Std S_Ultra S_Classic ... SMV34_Ultra SMV34_Classic SMV34_Ultra for Flow
0 1.0 1A 1A ... 1.0 1.0 2.0
1 2.0 2A 2A ... 2.0 2.0 2 SP=5
2 3.0 3A 3A ... 2 SP=5 2 SP=5 3.0
3 4.0 4A 4A ... 3.0 3.0 3 SP=5
4 5.0 5A 5A ... 3 SP=5 3 SP=5 NaN
.. ... ... ... ... ... ... ...
100 NaN NaN NaN ... NaN NaN NaN
Is it possible that pandas doesnt convert the first column to decimal values by default?
CodePudding user response:
Yes, you can specify the type of the column while reading using pandas read_csv
df = pd.read_csv('filename.csv', dtype={'Std': 'Int32'})
And pandas will set the missing values as <NA>
EDIT :
As discussed in the comments, the name of the columns are not known before hand, however what is known here is that first column or nth column will contain int, float, string
data
While reading the data we can specify the column number and the data type. The column will be read in the datatype you specify. We will skip the header row and will read that separately and assign the header later.
0
is the first column number here
df = pd.read_csv(r'filename.csv', skiprows = 1, dtype={'0': 'int'}, header = None)

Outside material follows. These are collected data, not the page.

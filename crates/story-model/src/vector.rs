//! Vector and axis types for camera and scene transforms.

use serde::{Deserialize, Serialize};

/// A 3D vector in scene units.
///
/// Serialized as a `[x, y, z]` array, the way scene content is authored.
#[derive(Debug, Clone, Copy, PartialEq, Default, Serialize, Deserialize)]
#[serde(from = "[f64; 3]", into = "[f64; 3]")]
pub struct Vec3 {
    pub x: f64,
    pub y: f64,
    pub z: f64,
}

impl Vec3 {
    pub const ZERO: Vec3 = Vec3 {
        x: 0.0,
        y: 0.0,
        z: 0.0,
    };

    pub const fn new(x: f64, y: f64, z: f64) -> Self {
        Self { x, y, z }
    }

    /// Component along `axis`.
    pub fn get(&self, axis: Axis) -> f64 {
        match axis {
            Axis::X => self.x,
            Axis::Y => self.y,
            Axis::Z => self.z,
        }
    }

    /// Set the component along `axis`.
    pub fn set(&mut self, axis: Axis, value: f64) {
        match axis {
            Axis::X => self.x = value,
            Axis::Y => self.y = value,
            Axis::Z => self.z = value,
        }
    }

    /// Euclidean distance to another point.
    pub fn distance_to(&self, other: &Vec3) -> f64 {
        (*other - *self).length()
    }

    pub fn length(&self) -> f64 {
        (self.x * self.x + self.y * self.y + self.z * self.z).sqrt()
    }

    /// Unit vector in the same direction, or zero for a zero vector.
    pub fn normalized(&self) -> Vec3 {
        let len = self.length();
        if len < f64::EPSILON {
            Vec3::ZERO
        } else {
            *self * (1.0 / len)
        }
    }

    /// Linear interpolation between two vectors. `t` is not clamped.
    pub fn lerp(a: &Vec3, b: &Vec3, t: f64) -> Vec3 {
        Vec3 {
            x: a.x + (b.x - a.x) * t,
            y: a.y + (b.y - a.y) * t,
            z: a.z + (b.z - a.z) * t,
        }
    }

    /// Largest per-component absolute difference.
    pub fn max_abs_diff(&self, other: &Vec3) -> f64 {
        (self.x - other.x)
            .abs()
            .max((self.y - other.y).abs())
            .max((self.z - other.z).abs())
    }

    pub fn to_array(self) -> [f64; 3] {
        [self.x, self.y, self.z]
    }
}

impl From<[f64; 3]> for Vec3 {
    fn from(v: [f64; 3]) -> Self {
        Self::new(v[0], v[1], v[2])
    }
}

impl From<Vec3> for [f64; 3] {
    fn from(v: Vec3) -> Self {
        v.to_array()
    }
}

impl std::ops::Add for Vec3 {
    type Output = Vec3;
    fn add(self, rhs: Vec3) -> Vec3 {
        Vec3::new(self.x + rhs.x, self.y + rhs.y, self.z + rhs.z)
    }
}

impl std::ops::Sub for Vec3 {
    type Output = Vec3;
    fn sub(self, rhs: Vec3) -> Vec3 {
        Vec3::new(self.x - rhs.x, self.y - rhs.y, self.z - rhs.z)
    }
}

impl std::ops::Mul<f64> for Vec3 {
    type Output = Vec3;
    fn mul(self, rhs: f64) -> Vec3 {
        Vec3::new(self.x * rhs, self.y * rhs, self.z * rhs)
    }
}

/// One of the three scene axes.
#[derive(Debug, Clone, Copy, PartialEq, Eq, Hash, Serialize, Deserialize)]
#[serde(rename_all = "lowercase")]
pub enum Axis {
    X,
    Y,
    Z,
}

impl Axis {
    pub const ALL: [Axis; 3] = [Axis::X, Axis::Y, Axis::Z];
}

impl std::fmt::Display for Axis {
    fn fmt(&self, f: &mut std::fmt::Formatter<'_>) -> std::fmt::Result {
        let name = match self {
            Axis::X => "x",
            Axis::Y => "y",
            Axis::Z => "z",
        };
        f.write_str(name)
    }
}
//! Cinescroll Story Model
//!
//! Defines the core data contracts for a scroll-driven story:
//! - **Scroll:** Raw scroll events, smoothed scroll state, and the
//!   normalized [`Progress`] scalar
//! - **Acts:** Non-overlapping progress ranges and the act resolver
//! - **Timeline:** Easing curves, per-axis anchors, and camera tracks
//! - **Story:** Top-level authored experience and its on-disk format
//!
//! Progress is always normalized to `[0.0, 1.0]` relative to the total
//! scrollable distance, so stories survive viewport resizes.

pub mod act;
pub mod scroll;
pub mod story;
pub mod timeline;
pub mod vector;

pub use act::*;
pub use scroll::*;
pub use story::*;
pub use timeline::*;
pub use vector::*;
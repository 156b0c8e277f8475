//! Story metadata and on-disk format.
//!
//! A story is the top-level authored experience: the act table, the camera
//! track scrubbed by scroll progress, the fixed look-at target, the page
//! geometry, and the layout seed for procedural scene content.

use std::path::{Path, PathBuf};

use serde::{Deserialize, Serialize};

use crate::act::{ActId, ActTable};
use crate::scroll::ScrollLayout;
use crate::timeline::{AxisAnchor, AxisSet, AxisTrack, CameraPose, CameraTrack, EasingFunction};
use crate::vector::Vec3;

/// Top-level story file (`story.json`).
#[derive(Debug, Clone, Serialize, Deserialize)]
pub struct Story {
    /// Schema version.
    pub version: String,

    /// Human-readable story name.
    pub name: String,

    /// Creation timestamp (ISO 8601).
    pub created_at: String,

    /// Seed for deterministic scene layout.
    #[serde(default = "default_seed")]
    pub seed: u64,

    /// Page geometry.
    pub scroll: PageConfig,

    /// Act ranges partitioning progress.
    pub acts: ActTable,

    /// Scrubbed camera animation.
    pub camera: CameraTrack,

    /// Point the camera re-targets every frame.
    pub look_at: Vec3,

    /// Camera pose before any scroll (also used when a track axis is empty).
    #[serde(default)]
    pub initial_pose: CameraPose,

    /// Time-based camera shake fired on entering an act.
    #[serde(default)]
    pub shake: Option<ShakeConfig>,
}

/// Page geometry expressed relative to the viewport.
#[derive(Debug, Clone, Copy, PartialEq, Serialize, Deserialize)]
pub struct PageConfig {
    /// Nominal viewport height (px).
    pub viewport_height: f64,
    /// Document height in viewport heights (the default story is 5).
    pub pages: f64,
}

impl PageConfig {
    pub fn layout(&self) -> ScrollLayout {
        ScrollLayout::new(
            self.viewport_height,
            self.viewport_height * self.pages.max(1.0),
        )
    }
}

/// Camera shake parameters.
#[derive(Debug, Clone, Copy, PartialEq, Serialize, Deserialize)]
pub struct ShakeConfig {
    /// Act whose entry triggers the shake.
    pub act: ActId,
    /// Peak offset (scene units).
    pub amplitude: f64,
    /// Oscillation frequency (Hz).
    pub frequency_hz: f64,
    /// Total duration (seconds).
    pub duration_secs: f64,
}

fn default_seed() -> u64 {
    0x5EED_2024
}

impl Story {
    /// The built-in five-act story.
    pub fn five_act() -> Self {
        let initial_pose = CameraPose {
            position: Vec3::new(0.0, 2.0, 10.0),
            rotation: Vec3::ZERO,
        };
        Self {
            version: "1.0".to_string(),
            name: "Five Acts".to_string(),
            created_at: chrono::Utc::now().to_rfc3339(),
            seed: default_seed(),
            scroll: PageConfig {
                viewport_height: 900.0,
                pages: 5.0,
            },
            acts: ActTable::five_act(),
            camera: five_act_camera(),
            look_at: Vec3::new(0.0, 7.0, 0.0),
            initial_pose,
            shake: Some(ShakeConfig {
                act: ActId(2),
                amplitude: 0.08,
                frequency_hz: 18.0,
                duration_secs: 0.9,
            }),
        }
    }

    /// Load a story from a JSON file.
    pub fn load(path: impl AsRef<Path>) -> Result<Self, StoryError> {
        let path = path.as_ref().to_path_buf();
        let json = std::fs::read_to_string(&path).map_err(|e| StoryError::IoError {
            path: path.clone(),
            source: e,
        })?;
        let story: Story = serde_json::from_str(&json).map_err(|e| StoryError::ParseError {
            path: path.clone(),
            source: e,
        })?;

        story.check()?;
        Ok(story)
    }

    /// Save the story as pretty JSON, creating parent directories.
    pub fn save(&self, path: impl AsRef<Path>) -> Result<(), StoryError> {
        let path = path.as_ref().to_path_buf();
        if let Some(parent) = path.parent().filter(|p| !p.as_os_str().is_empty()) {
            std::fs::create_dir_all(parent).map_err(|e| StoryError::IoError {
                path: parent.to_path_buf(),
                source: e,
            })?;
        }
        let json = serde_json::to_string_pretty(self).map_err(|e| StoryError::ParseError {
            path: path.clone(),
            source: e,
        })?;
        std::fs::write(&path, json).map_err(|e| StoryError::IoError { path, source: e })
    }

    /// Check content consistency. Returns one message per issue.
    ///
    /// Act table partitioning is enforced on construction, so this covers
    /// the cross-references between sections.
    pub fn validate(&self) -> Vec<String> {
        let mut issues = vec![];

        if let Err(e) = self.camera.validate() {
            issues.push(format!("Camera track: {e}"));
        }
        if self.camera.position.x.is_empty()
            && self.camera.position.y.is_empty()
            && self.camera.position.z.is_empty()
        {
            issues.push("Camera track has no position anchors".to_string());
        }

        let look_at = self.look_at.to_array();
        if look_at.iter().any(|v| !v.is_finite()) {
            issues.push("Look-at point is not finite".to_string());
        }

        if !(self.scroll.viewport_height > 0.0) {
            issues.push(format!(
                "Viewport height must be positive (got {})",
                self.scroll.viewport_height
            ));
        }
        if !(self.scroll.pages >= 1.0) {
            issues.push(format!(
                "Page count must be at least 1 (got {})",
                self.scroll.pages
            ));
        }

        if let Some(shake) = &self.shake {
            if !self.acts.contains_act(shake.act) {
                issues.push(format!("Shake references unknown {}", shake.act));
            }
            if !(shake.duration_secs > 0.0) || !(shake.frequency_hz > 0.0) {
                issues.push("Shake duration and frequency must be positive".to_string());
            }
        }

        issues
    }

    /// [`Story::validate`] folded into one error.
    pub fn check(&self) -> Result<(), StoryError> {
        let issues = self.validate();
        if issues.is_empty() {
            Ok(())
        } else {
            Err(StoryError::ValidationError {
                message: issues.join("; "),
            })
        }
    }

    /// Camera pose at `progress`, with empty track axes falling back to the
    /// initial pose.
    pub fn pose_at(&self, progress: f64) -> CameraPose {
        self.camera.sample_or(progress, &self.initial_pose)
    }
}

/// Camera path for the five-act story.
///
/// Act I pushes in on the skyline, Act II rises to rooftop height with a
/// short roll, Act III drifts right around the skill web, Act IV swings
/// left and up, Act V pulls back above the city.
fn five_act_camera() -> CameraTrack {
    use EasingFunction::*;

    let track = |anchors: &[(f64, f64, EasingFunction)]| {
        anchors
            .iter()
            .map(|&(at, value, easing)| AxisAnchor::new(at, value, easing))
            .collect::<Vec<_>>()
    };

    CameraTrack {
        position: AxisSet {
            x: AxisTrack::from_sorted(track(&[
                (0.0, 0.0, Linear),
                (0.35, 0.0, Linear),
                (0.5, 1.5, Power1InOut),
                (0.72, -2.0, Power2InOut),
                (0.9, 0.0, Power1Out),
            ])),
            y: AxisTrack::from_sorted(track(&[
                (0.0, 2.0, Linear),
                (0.2, 3.0, Power1InOut),
                (0.3, 8.5, Power2InOut),
                (0.45, 8.0, Power1Out),
                (0.6, 7.5, Linear),
                (0.8, 10.0, Power1InOut),
                (1.0, 13.0, Power2Out),
            ])),
            z: AxisTrack::from_sorted(track(&[
                (0.0, 10.0, Linear),
                (0.2, 6.0, Power1InOut),
                (0.35, 4.5, Power2Out),
                (0.6, 8.0, Power1InOut),
                (0.8, 9.0, Linear),
                (1.0, 13.0, SineInOut),
            ])),
        },
        rotation: AxisSet {
            x: AxisTrack::default(),
            y: AxisTrack::default(),
            z: AxisTrack::from_sorted(track(&[
                (0.0, 0.0, Linear),
                (0.22, 0.0, Linear),
                (0.28, 0.06, SineInOut),
                (0.34, 0.0, SineInOut),
            ])),
        },
    }
}

/// Errors that can occur when working with story files.
#[derive(Debug, thiserror::Error)]
pub enum StoryError {
    #[error("I/O error at {path}: {source}")]
    IoError {
        path: PathBuf,
        source: std::io::Error,
    },

    #[error("Parse error in {path}: {source}")]
    ParseError {
        path: PathBuf,
        source: serde_json::Error,
    },

    #[error("Invalid story: {message}")]
    ValidationError { message: String },
}

#[cfg(test)]
mod tests {
    use super::*;

    #[test]
    fn test_five_act_story_is_valid() {
        let story = Story::five_act();
        assert!(story.validate().is_empty(), "{:?}", story.validate());
        assert_eq!(story.acts.len(), 5);
        assert!(story.camera.validate().is_ok());
    }

    #[test]
    fn test_five_act_camera_starts_at_initial_pose() {
        let story = Story::five_act();
        assert_eq!(story.pose_at(0.0).position, story.initial_pose.position);
        let end = story.pose_at(1.0).position;
        assert_eq!(end, Vec3::new(0.0, 13.0, 13.0));
    }

    #[test]
    fn test_empty_axes_fall_back_to_initial_pose() {
        let mut story = Story::five_act();
        story.camera.position.x = AxisTrack::default();
        story.initial_pose.position.x = 3.0;
        assert_eq!(story.pose_at(0.5).position.x, 3.0);
        assert_eq!(story.pose_at(0.5).rotation.x, 0.0);
    }

    #[test]
    fn test_story_serialization() {
        let story = Story::five_act();
        let json = serde_json::to_string_pretty(&story).unwrap();
        let parsed: Story = serde_json::from_str(&json).unwrap();
        assert_eq!(parsed.name, "Five Acts");
        assert_eq!(parsed.acts, story.acts);
        assert_eq!(parsed.camera, story.camera);
        assert_eq!(parsed.shake, story.shake);
    }

    #[test]
    fn test_validate_reports_cross_reference_issues() {
        let mut story = Story::five_act();
        story.shake = Some(ShakeConfig {
            act: ActId(9),
            amplitude: 0.1,
            frequency_hz: 0.0,
            duration_secs: 1.0,
        });
        story.scroll.pages = 0.5;

        let issues = story.validate();
        assert!(issues.iter().any(|i| i.contains("unknown Act IX")));
        assert!(issues.iter().any(|i| i.contains("must be positive")));
        assert!(issues.iter().any(|i| i.contains("Page count")));
    }

    #[test]
    fn test_save_and_load() {
        let dir = std::env::temp_dir().join("cinescroll_test_story");
        let _ = std::fs::remove_dir_all(&dir);
        let path = dir.join("story.json");

        Story::five_act().save(&path).unwrap();
        let loaded = Story::load(&path).unwrap();
        assert_eq!(loaded.acts.len(), 5);
        assert_eq!(loaded.look_at, Vec3::new(0.0, 7.0, 0.0));

        std::fs::remove_dir_all(&dir).ok();
    }

    #[test]
    fn test_load_rejects_broken_act_table() {
        let dir = std::env::temp_dir().join("cinescroll_test_broken_story");
        let _ = std::fs::remove_dir_all(&dir);
        std::fs::create_dir_all(&dir).unwrap();
        let path = dir.join("story.json");

        let mut value = serde_json::to_value(Story::five_act()).unwrap();
        value["acts"][1]["start"] = serde_json::json!(0.25);
        std::fs::write(&path, value.to_string()).unwrap();

        let err = Story::load(&path).unwrap_err();
        assert!(matches!(err, StoryError::ParseError { .. }));

        std::fs::remove_dir_all(&dir).ok();
    }

    #[test]
    fn test_page_layout() {
        let layout = Story::five_act().scroll.layout();
        assert_eq!(layout.document_height, 4500.0);
        assert_eq!(layout.extent(), 3600.0);
    }
}
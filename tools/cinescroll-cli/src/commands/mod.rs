pub mod info;
pub mod init;
pub mod scrub;
pub mod simulate;
pub mod validate;

use std::path::{Path, PathBuf};

use cinescroll_story_model::story::Story;

/// Load `path`, or the built-in five-act story when no path is given.
pub fn load_story(path: Option<&Path>) -> anyhow::Result<Story> {
    match path {
        Some(path) => {
            Story::load(path).map_err(|e| anyhow::anyhow!("Failed to load story: {e}"))
        }
        None => Ok(Story::five_act()),
    }
}

pub fn describe_source(path: &Option<PathBuf>) -> String {
    path.as_ref()
        .map(|p| p.display().to_string())
        .unwrap_or_else(|| "built-in five-act story".to_string())
}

headers = pd.read_csv(r"filename.csv", nrows=0).columns
df.columns = headers
The above code will give you the expected output
CodePudding user response:
With pandas read_excel() or read_csv() function, you can provide it the 'dtype' param, where you can specify the type you want any column to have, for example:
In your case, you can add that param like this:
df_model= pd.read_excel('filename.xlsx', dtype={'Std': int})